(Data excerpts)
= = = = =

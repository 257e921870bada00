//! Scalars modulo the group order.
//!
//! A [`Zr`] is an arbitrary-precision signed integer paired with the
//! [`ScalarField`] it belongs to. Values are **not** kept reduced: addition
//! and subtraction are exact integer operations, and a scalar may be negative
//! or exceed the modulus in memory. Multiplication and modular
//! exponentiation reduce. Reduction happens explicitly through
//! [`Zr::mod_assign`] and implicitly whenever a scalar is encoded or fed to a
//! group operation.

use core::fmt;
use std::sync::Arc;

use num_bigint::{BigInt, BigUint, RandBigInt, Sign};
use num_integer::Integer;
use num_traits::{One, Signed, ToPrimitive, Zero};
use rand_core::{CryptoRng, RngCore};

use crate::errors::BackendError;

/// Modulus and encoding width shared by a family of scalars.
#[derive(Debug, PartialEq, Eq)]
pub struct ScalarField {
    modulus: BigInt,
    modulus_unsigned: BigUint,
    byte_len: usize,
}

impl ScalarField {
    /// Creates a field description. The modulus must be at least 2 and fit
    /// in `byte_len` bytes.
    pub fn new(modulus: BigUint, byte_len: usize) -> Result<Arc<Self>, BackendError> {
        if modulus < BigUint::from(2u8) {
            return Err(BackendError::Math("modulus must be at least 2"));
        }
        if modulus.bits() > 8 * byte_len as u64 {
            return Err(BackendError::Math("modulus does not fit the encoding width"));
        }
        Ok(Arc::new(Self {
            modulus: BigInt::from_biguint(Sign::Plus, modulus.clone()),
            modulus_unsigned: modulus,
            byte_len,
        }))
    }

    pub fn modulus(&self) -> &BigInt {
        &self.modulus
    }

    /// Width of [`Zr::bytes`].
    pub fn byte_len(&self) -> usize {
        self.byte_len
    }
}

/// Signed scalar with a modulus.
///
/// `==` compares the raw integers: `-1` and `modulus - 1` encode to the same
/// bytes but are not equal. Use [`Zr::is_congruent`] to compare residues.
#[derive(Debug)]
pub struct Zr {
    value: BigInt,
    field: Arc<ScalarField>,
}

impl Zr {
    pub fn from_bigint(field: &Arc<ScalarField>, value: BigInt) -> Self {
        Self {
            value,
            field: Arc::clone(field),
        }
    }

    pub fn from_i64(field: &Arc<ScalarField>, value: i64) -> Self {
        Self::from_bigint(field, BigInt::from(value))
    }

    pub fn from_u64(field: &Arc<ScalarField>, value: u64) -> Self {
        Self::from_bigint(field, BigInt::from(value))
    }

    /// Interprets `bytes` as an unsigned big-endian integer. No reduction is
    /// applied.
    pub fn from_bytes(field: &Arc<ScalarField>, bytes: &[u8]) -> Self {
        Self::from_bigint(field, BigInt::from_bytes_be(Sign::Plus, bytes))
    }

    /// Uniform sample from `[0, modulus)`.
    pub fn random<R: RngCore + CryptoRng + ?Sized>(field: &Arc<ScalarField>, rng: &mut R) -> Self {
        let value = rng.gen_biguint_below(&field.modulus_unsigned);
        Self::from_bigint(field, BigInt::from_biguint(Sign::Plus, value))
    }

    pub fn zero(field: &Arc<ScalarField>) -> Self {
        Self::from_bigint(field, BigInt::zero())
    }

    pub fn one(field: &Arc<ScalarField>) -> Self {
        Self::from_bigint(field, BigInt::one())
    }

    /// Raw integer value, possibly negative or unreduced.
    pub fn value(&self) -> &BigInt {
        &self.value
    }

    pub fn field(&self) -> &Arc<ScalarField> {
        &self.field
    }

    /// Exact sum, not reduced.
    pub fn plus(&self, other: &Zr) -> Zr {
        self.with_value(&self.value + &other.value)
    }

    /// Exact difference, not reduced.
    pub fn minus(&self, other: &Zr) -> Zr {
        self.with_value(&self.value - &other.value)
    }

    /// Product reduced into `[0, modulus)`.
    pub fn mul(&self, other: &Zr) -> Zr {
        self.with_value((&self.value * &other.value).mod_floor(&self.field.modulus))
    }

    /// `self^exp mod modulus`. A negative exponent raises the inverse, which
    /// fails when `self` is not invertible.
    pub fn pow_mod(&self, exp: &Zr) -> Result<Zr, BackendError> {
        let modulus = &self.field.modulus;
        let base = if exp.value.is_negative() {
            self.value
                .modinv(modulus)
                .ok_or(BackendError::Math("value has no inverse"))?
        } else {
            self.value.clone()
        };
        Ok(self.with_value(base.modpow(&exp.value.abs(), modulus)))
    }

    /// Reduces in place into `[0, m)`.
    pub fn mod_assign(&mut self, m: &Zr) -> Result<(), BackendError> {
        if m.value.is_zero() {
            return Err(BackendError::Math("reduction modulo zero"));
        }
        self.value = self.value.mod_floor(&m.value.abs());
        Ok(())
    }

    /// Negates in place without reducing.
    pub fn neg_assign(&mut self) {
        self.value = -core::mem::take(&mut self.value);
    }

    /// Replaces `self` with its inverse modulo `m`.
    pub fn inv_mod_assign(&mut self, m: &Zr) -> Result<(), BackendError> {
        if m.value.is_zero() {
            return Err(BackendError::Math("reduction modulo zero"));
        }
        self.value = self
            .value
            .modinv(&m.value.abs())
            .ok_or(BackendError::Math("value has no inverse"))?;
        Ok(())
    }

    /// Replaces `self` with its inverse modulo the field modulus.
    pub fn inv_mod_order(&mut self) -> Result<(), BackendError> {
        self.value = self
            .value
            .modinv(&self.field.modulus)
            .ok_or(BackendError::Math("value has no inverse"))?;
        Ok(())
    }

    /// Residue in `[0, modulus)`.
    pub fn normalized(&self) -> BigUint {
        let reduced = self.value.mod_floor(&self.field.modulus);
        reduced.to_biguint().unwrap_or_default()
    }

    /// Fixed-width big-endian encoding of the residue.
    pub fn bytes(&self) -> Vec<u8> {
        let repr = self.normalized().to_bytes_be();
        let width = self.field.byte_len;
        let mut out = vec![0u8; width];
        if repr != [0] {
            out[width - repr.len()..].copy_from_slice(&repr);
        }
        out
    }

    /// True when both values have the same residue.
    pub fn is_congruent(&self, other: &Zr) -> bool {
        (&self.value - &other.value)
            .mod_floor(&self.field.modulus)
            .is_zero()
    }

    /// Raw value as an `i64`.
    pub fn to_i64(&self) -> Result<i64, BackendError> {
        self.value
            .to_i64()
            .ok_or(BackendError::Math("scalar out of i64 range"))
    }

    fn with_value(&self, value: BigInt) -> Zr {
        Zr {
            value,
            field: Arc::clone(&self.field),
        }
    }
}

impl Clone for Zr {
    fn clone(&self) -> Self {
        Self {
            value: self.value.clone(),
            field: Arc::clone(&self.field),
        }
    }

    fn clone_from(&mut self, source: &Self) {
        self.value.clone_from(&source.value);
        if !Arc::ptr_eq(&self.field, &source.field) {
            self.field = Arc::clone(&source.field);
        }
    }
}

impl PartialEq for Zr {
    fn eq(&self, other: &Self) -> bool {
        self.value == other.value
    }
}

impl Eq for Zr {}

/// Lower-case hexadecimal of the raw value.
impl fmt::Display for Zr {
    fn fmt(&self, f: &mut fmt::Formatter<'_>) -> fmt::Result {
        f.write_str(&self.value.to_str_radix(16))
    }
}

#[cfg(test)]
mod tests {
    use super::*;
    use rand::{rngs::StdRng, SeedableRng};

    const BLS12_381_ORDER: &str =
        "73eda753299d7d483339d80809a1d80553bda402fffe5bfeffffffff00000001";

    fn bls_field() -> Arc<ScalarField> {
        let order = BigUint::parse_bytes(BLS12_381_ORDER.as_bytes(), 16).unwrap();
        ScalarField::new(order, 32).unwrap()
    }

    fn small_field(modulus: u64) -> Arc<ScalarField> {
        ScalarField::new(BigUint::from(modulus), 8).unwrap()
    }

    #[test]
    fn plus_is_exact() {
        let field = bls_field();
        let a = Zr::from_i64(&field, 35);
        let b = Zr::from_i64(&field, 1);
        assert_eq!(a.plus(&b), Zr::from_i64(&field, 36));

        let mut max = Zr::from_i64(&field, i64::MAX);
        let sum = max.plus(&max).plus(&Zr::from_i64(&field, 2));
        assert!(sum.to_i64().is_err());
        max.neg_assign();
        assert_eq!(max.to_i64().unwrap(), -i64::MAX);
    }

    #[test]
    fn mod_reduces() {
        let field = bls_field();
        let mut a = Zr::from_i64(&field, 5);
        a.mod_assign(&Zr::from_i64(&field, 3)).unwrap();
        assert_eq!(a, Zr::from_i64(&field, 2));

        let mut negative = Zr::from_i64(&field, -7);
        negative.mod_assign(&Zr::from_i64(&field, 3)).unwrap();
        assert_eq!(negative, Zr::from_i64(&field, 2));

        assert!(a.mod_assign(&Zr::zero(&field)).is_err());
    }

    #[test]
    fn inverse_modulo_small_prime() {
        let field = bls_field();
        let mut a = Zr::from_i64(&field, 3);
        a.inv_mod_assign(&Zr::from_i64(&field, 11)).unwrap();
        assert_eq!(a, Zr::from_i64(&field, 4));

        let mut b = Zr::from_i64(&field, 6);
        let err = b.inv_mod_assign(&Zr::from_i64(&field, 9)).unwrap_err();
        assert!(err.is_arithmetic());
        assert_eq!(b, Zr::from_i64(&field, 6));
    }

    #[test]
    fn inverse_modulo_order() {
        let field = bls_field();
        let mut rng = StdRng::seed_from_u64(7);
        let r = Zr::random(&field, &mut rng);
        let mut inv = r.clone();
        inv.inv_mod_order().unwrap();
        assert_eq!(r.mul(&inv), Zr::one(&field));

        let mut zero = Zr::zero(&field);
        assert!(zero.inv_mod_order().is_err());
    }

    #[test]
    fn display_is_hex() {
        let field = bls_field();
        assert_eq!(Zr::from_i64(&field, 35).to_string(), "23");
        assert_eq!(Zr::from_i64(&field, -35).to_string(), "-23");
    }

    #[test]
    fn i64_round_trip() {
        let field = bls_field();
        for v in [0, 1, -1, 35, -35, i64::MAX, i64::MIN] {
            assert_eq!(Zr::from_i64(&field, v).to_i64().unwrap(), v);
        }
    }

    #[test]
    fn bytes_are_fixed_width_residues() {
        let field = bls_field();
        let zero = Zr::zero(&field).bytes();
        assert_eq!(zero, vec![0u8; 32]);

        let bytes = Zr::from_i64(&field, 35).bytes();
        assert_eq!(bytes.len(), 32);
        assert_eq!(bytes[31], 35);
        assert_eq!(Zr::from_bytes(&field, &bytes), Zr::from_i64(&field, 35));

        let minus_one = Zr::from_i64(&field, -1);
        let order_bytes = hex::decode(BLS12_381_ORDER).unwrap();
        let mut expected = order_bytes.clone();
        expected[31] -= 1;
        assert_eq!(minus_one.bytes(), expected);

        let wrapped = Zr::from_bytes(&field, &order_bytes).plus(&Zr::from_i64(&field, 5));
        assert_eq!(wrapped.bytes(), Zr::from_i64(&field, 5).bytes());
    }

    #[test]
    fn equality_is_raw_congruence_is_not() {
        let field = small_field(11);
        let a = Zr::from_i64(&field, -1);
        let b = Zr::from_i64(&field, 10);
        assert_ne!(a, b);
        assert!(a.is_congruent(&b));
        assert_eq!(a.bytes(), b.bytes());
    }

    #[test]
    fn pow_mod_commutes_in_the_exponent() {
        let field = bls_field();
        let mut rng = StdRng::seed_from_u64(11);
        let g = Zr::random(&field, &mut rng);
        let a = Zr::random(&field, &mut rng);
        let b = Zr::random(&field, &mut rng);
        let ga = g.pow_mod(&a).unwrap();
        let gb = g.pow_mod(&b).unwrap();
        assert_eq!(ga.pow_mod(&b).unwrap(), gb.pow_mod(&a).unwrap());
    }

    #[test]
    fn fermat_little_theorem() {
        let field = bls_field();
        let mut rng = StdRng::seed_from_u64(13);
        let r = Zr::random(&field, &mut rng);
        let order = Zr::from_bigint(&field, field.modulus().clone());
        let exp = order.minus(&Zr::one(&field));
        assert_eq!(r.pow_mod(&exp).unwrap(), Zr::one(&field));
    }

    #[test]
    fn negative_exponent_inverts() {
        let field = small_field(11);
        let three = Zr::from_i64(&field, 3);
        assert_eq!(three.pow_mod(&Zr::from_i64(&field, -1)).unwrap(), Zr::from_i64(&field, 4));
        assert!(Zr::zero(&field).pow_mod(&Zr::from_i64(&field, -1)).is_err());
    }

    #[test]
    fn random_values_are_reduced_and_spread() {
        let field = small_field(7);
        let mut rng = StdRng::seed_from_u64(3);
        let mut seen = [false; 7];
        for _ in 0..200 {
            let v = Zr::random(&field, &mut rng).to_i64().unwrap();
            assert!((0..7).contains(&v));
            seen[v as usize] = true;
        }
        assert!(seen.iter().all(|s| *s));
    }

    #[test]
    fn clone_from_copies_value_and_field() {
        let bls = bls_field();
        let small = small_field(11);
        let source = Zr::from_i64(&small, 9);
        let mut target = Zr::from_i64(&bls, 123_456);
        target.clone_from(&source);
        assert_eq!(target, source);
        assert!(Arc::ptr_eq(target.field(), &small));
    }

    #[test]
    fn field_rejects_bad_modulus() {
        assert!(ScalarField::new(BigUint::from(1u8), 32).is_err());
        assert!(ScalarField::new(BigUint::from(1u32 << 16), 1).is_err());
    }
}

= = = = =

### WHAT YOU ARE ASKED TO DO:
Give back exactly the lines from the beginning of the records through the line containing "#[derive(Debug, PartialEq, Eq)]", and only those.

### SOLUTION FOR THIS EXERCISE:
repository 257e921870bada00
//! Scalars modulo the group order.
//!
//! A [`Zr`] is an arbitrary-precision signed integer paired with the
//! [`ScalarField`] it belongs to. Values are **not** kept reduced: addition
//! and subtraction are exact integer operations, and a scalar may be negative
//! or exceed the modulus in memory. Multiplication and modular
//! exponentiation reduce. Reduction happens explicitly through
//! [`Zr::mod_assign`] and implicitly whenever a scalar is encoded or fed to a
//! group operation.

use core::fmt;
use std::sync::Arc;

use num_bigint::{BigInt, BigUint, RandBigInt, Sign};
use num_integer::Integer;
use num_traits::{One, Signed, ToPrimitive, Zero};
use rand_core::{CryptoRng, RngCore};

use crate::errors::BackendError;

/// Modulus and encoding width shared by a family of scalars.
#[derive(Debug, PartialEq, Eq)]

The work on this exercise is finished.